Available data ::
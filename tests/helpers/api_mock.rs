//! Mock PayTask backend for testing
//!
//! This module provides a mock HTTP server that speaks the PayTask response
//! envelope. It uses wiremock to create configurable mock responses.

use std::time::Duration;

use serde_json::{json, Value};
use wiremock::{
    matchers::{method, path},
    Mock, MockServer, Request, ResponseTemplate,
};

use paytask::{ServiceFactory, Settings, TokenStorage};

use super::test_data::{create_test_user, test_token};

/// Mock PayTask backend for testing
pub struct PayTaskMockServer {
    pub server: MockServer,
    pub base_url: String,
}

/// Configuration for mock responses
#[derive(Debug, Clone)]
pub struct MockResponseConfig {
    pub success: bool,
    pub delay_ms: Option<u64>,
    pub custom_response: Option<Value>,
}

impl Default for MockResponseConfig {
    fn default() -> Self {
        Self {
            success: true,
            delay_ms: None,
            custom_response: None,
        }
    }
}

/// Successful envelope around `data`
pub fn envelope(data: Value) -> Value {
    json!({ "success": true, "data": data })
}

/// Failed envelope with an error code
pub fn error_envelope(code: &str, message: &str) -> Value {
    json!({
        "success": false,
        "error": { "message": message, "code": code }
    })
}

impl PayTaskMockServer {
    /// Start a new mock backend
    pub async fn new() -> Self {
        let server = MockServer::start().await;
        let base_url = format!("{}/api", server.uri());

        Self { server, base_url }
    }

    /// Settings pointing at this server, without token persistence
    pub fn settings(&self) -> Settings {
        let mut settings = Settings::default();
        settings.api.base_url = self.base_url.clone();
        settings.api.timeout_seconds = 5;
        settings.auth.persist_token = false;
        settings
    }

    /// Services wired to this server with in-memory token storage
    pub fn services(&self) -> ServiceFactory {
        self.services_with(TokenStorage::in_memory())
    }

    pub fn services_with(&self, tokens: TokenStorage) -> ServiceFactory {
        ServiceFactory::with_tokens(self.settings(), tokens).expect("Failed to build services")
    }

    /// Mount an envelope response for `verb` on `/api/{route}`
    pub async fn mock_envelope(&self, verb: &str, route: &str, data: Value, config: MockResponseConfig) {
        let (status, body) = match config.custom_response {
            Some(body) => (200, body),
            None if config.success => (200, envelope(data)),
            None => (400, error_envelope("BAD_REQUEST", "Request failed")),
        };

        let mut template = ResponseTemplate::new(status).set_body_json(body);
        if let Some(delay) = config.delay_ms {
            template = template.set_delay(Duration::from_millis(delay));
        }

        Mock::given(method(verb))
            .and(path(format!("/api/{}", route)))
            .respond_with(template)
            .mount(&self.server)
            .await;
    }

    /// Mount a successful envelope response
    pub async fn mock_ok(&self, verb: &str, route: &str, data: Value) {
        self.mock_envelope(verb, route, data, MockResponseConfig::default()).await;
    }

    /// Mount a failed envelope with the given HTTP status
    pub async fn mock_error(&self, verb: &str, route: &str, status: u16, code: &str, message: &str) {
        Mock::given(method(verb))
            .and(path(format!("/api/{}", route)))
            .respond_with(ResponseTemplate::new(status).set_body_json(error_envelope(code, message)))
            .mount(&self.server)
            .await;
    }

    /// Mount a raw, non-envelope body
    pub async fn mock_raw(&self, verb: &str, route: &str, status: u16, body: &str) {
        Mock::given(method(verb))
            .and(path(format!("/api/{}", route)))
            .respond_with(ResponseTemplate::new(status).set_body_string(body.to_string()))
            .mount(&self.server)
            .await;
    }

    /// Mount `/auth/login` returning the token and user
    pub async fn mock_login(&self, token: &str, user: Value) {
        self.mock_ok("POST", "auth/login", json!({ "token": token, "user": user })).await;
    }

    /// Mount `/auth/me` returning the user
    pub async fn mock_me(&self, user: Value) {
        self.mock_ok("GET", "auth/me", user).await;
    }

    /// Mount `/auth/me` rejecting the token
    pub async fn mock_unauthorized(&self) {
        self.mock_error("GET", "auth/me", 401, "UNAUTHORIZED", "Invalid token").await;
    }

    /// Services with a stored token whose `/auth/me` returns a user of `role`
    pub async fn signed_in(&self, user_id: &str, role: &str) -> ServiceFactory {
        self.mock_me(create_test_user(user_id, role)).await;
        let tokens = TokenStorage::in_memory();
        tokens.save(test_token()).await.expect("Failed to store test token");
        self.services_with(tokens)
    }

    /// All requests received so far
    pub async fn requests(&self) -> Vec<Request> {
        self.server.received_requests().await.unwrap_or_default()
    }

    /// Requests received for `/api/{route}`
    pub async fn requests_to(&self, route: &str) -> Vec<Request> {
        let target = format!("/api/{}", route);
        self.requests()
            .await
            .into_iter()
            .filter(|request| request.url.path() == target)
            .collect()
    }
}

/// Value of the `Authorization` header, if sent
pub fn authorization(request: &Request) -> Option<String> {
    request
        .headers
        .get("authorization")
        .and_then(|value| value.to_str().ok())
        .map(str::to_string)
}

Task instructions ::
A word-for-word transcription of the material is required.

Response ::
filename tests/helpers/api_mock.rs
//! Mock PayTask backend for testing
//!
//! This module provides a mock HTTP server that speaks the PayTask response
//! envelope. It uses wiremock to create configurable mock responses.

use std::time::Duration;

use serde_json::{json, Value};
use wiremock::{
    matchers::{method, path},
    Mock, MockServer, Request, ResponseTemplate,
};

use paytask::{ServiceFactory, Settings, TokenStorage};

use super::test_data::{create_test_user, test_token};

/// Mock PayTask backend for testing
pub struct PayTaskMockServer {
    pub server: MockServer,
    pub base_url: String,
}

/// Configuration for mock responses
#[derive(Debug, Clone)]
pub struct MockResponseConfig {
    pub success: bool,
    pub delay_ms: Option<u64>,
    pub custom_response: Option<Value>,
}

impl Default for MockResponseConfig {
    fn default() -> Self {
        Self {
            success: true,
            delay_ms: None,
            custom_response: None,
        }
    }
}

/// Successful envelope around `data`
pub fn envelope(data: Value) -> Value {
    json!({ "success": true, "data": data })
}

/// Failed envelope with an error code
pub fn error_envelope(code: &str, message: &str) -> Value {
    json!({
        "success": false,
        "error": { "message": message, "code": code }
    })
}

impl PayTaskMockServer {
    /// Start a new mock backend
    pub async fn new() -> Self {
        let server = MockServer::start().await;
        let base_url = format!("{}/api", server.uri());

        Self { server, base_url }
    }

    /// Settings pointing at this server, without token persistence
    pub fn settings(&self) -> Settings {
        let mut settings = Settings::default();
        settings.api.base_url = self.base_url.clone();
        settings.api.timeout_seconds = 5;
        settings.auth.persist_token = false;
        settings
    }

    /// Services wired to this server with in-memory token storage
    pub fn services(&self) -> ServiceFactory {
        self.services_with(TokenStorage::in_memory())
    }

    pub fn services_with(&self, tokens: TokenStorage) -> ServiceFactory {
        ServiceFactory::with_tokens(self.settings(), tokens).expect("Failed to build services")
    }

    /// Mount an envelope response for `verb` on `/api/{route}`
    pub async fn mock_envelope(&self, verb: &str, route: &str, data: Value, config: MockResponseConfig) {
        let (status, body) = match config.custom_response {
            Some(body) => (200, body),
            None if config.success => (200, envelope(data)),
            None => (400, error_envelope("BAD_REQUEST", "Request failed")),
        };

        let mut template = ResponseTemplate::new(status).set_body_json(body);
        if let Some(delay) = config.delay_ms {
            template = template.set_delay(Duration::from_millis(delay));
        }

        Mock::given(method(verb))
            .and(path(format!("/api/{}", route)))
            .respond_with(template)
            .mount(&self.server)
            .await;
    }

    /// Mount a successful envelope response
    pub async fn mock_ok(&self, verb: &str, route: &str, data: Value) {
        self.mock_envelope(verb, route, data, MockResponseConfig::default()).await;
    }

    /// Mount a failed envelope with the given HTTP status
    pub async fn mock_error(&self, verb: &str, route: &str, status: u16, code: &str, message: &str) {
        Mock::given(method(verb))
            .and(path(format!("/api/{}", route)))
            .respond_with(ResponseTemplate::new(status).set_body_json(error_envelope(code, message)))
            .mount(&self.server)
            .await;
    }

    /// Mount a raw, non-envelope body
    pub async fn mock_raw(&self, verb: &str, route: &str, status: u16, body: &str) {
        Mock::given(method(verb))
            .and(path(format!("/api/{}", route)))
            .respond_with(ResponseTemplate::new(status).set_body_string(body.to_string()))
            .mount(&self.server)
            .await;
    }

    /// Mount `/auth/login` returning the token and user
    pub async fn mock_login(&self, token: &str, user: Value) {
        self.mock_ok("POST", "auth/login", json!({ "token": token, "user": user })).await;
    }

    /// Mount `/auth/me` returning the user
    pub async fn mock_me(&self, user: Value) {
        self.mock_ok("GET", "auth/me", user).await;
    }

    /// Mount `/auth/me` rejecting the token
    pub async fn mock_unauthorized(&self) {
        self.mock_error("GET", "auth/me", 401, "UNAUTHORIZED", "Invalid token").await;
    }

    /// Services with a stored token whose `/auth/me` returns a user of `role`
    pub async fn signed_in(&self, user_id: &str, role: &str) -> ServiceFactory {
        self.mock_me(create_test_user(user_id, role)).await;
        let tokens = TokenStorage::in_memory();
        tokens.save(test_token()).await.expect("Failed to store test token");
        self.services_with(tokens)
    }

    /// All requests received so far
    pub async fn requests(&self) -> Vec<Request> {
        self.server.received_requests().await.unwrap_or_default()
    }

    /// Requests received for `/api/{route}`
    pub async fn requests_to(&self, route: &str) -> Vec<Request> {
        let target = format!("/api/{}", route);
        self.requests()
            .await
            .into_iter()
            .filter(|request| request.url.path() == target)
            .collect()
    }
}

/// Value of the `Authorization` header, if sent
pub fn authorization(request: &Request) -> Option<String> {
    request
        .headers
        .get("authorization")
        .and_then(|value| value.to_str().ok())
        .map(str::to_string)
}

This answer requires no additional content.